I searched for some pictures, haven't found any yet. I would like to see this type of artwork on a walking stick.


----------



## cobalt (Nov 14, 2013)

I am trying to see if I can down load a pic from the program not sure if I can do it

Basically its a bit on the scrimshaw method used for carving whale bone and such like I think there was a carrier for the soot , I am trying to find out more

I have done something similar but used gold leaf to in fill the cut out parts , it probably would work well with a different coloured sawdust mixed with glue the well sanded back


----------



## cobalt (Nov 14, 2013)

CV3 you can simply watch the antique road shows by loading the bbc website then use the iplayer you can watch any program that's broadcast in the last 4-6weeks and probably find the programme it was on sorry I didn't take notice at the time so its means carrying out a search of the programs one good thing about BBC there's no advertisement on it thank goodness


----------



## CV3 (Jan 30, 2014)

cobalt said:


> CV3 you can simply watch the antique road shows by loading the bbc website then use the iplayer you can watch any program that's broadcast in the last 4-6weeks and probably find the programme it was on sorry I didn't take notice at the time so its means carrying out a search of the programs one good thing about BBC there's no advertisement on it thank goodness


Sadly you can only watch the Iplayer bbc road show if you are in the UK. Seems it would violate copy right agreements.


----------



## cobalt (Nov 14, 2013)

pity about that its something I didn't know

I Cant find much on scratch carving had a look on line .

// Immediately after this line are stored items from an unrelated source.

//! IPR Engine: Well Deliverability Analysis
//!
//! Estimates well deliverability from production-test data using empirical
//! inflow-performance correlations and projects how deliverability declines
//! as reservoir pressure falls.
//!
//! ## Architecture
//!
//! - **Equation Library**: Vogel, Fetkovich and Wiggin correlations with
//!   closed-form inverses
//! - **Regression Engine**: log-linear power-law fit for the Fetkovich
//!   deliverability exponent
//! - **Deliverability Calculator**: q_max / AOF per test point and method
//! - **Projection Module**: present/future productivity index and rates
//!   (Standing, Eckmeir, Fetkovich analogs)
//! - **Curve Sampler**: discretized IPR curves for external plotting
//!
//! Units are fixed: pressure in psia, rate in stbd, temperature in °F.
//! The crate is synchronous and single-threaded; hosts embedding it in a
//! concurrent setting must serialize dataset insertions per well.

pub mod deliverability;
pub mod equations;
pub mod error;
pub mod projection;
pub mod regression;
pub mod sampler;
pub mod types;

// Re-export the error type
pub use error::IprError;

// Re-export commonly used types
pub use types::{
    CurvePoint, Method, Phase, ProductionCurve, ProductionDataset, ProjectionMethod,
    ReservoirState, TestPoint, ThreePhaseWell, Well, STANDARD_PRESSURE, STANDARD_TEMPERATURE,
};

// Re-export the calculator and regression surfaces
pub use deliverability::Correlation;
pub use regression::{fit_fetkovich, fit_power_law, PowerFit, MIN_REGRESSION_SAMPLES};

something to play around with for doing something different .cv3 has done some on his walking sticks like leaves etc. you can just use a nail or whatever is at hand


----------



## CV3 (Jan 30, 2014)

Scrimshaw is basically scratch carving. A leather needle works. I tried some scrimshaw. It was not something I enjoyed. On wood I have done some fine line decritve work using 1/16th V tool. Then applying a stain and quickly wiping it off, high lining the lines.


----------



## cobalt (Nov 14, 2013)

Scratch carving its a useful way of texturing things although the tools used in wood carving are slightly bigger the technique is the same .

If you seal the wood scratch it with the design the paint it quickly wipe the excess of it works okay with a sanding down. It works like wood printing in without printing with it. If the wood not sealed be careful what type of material you use to stain it or it will bleed into the wood but once sanded back it should comes up well.


----------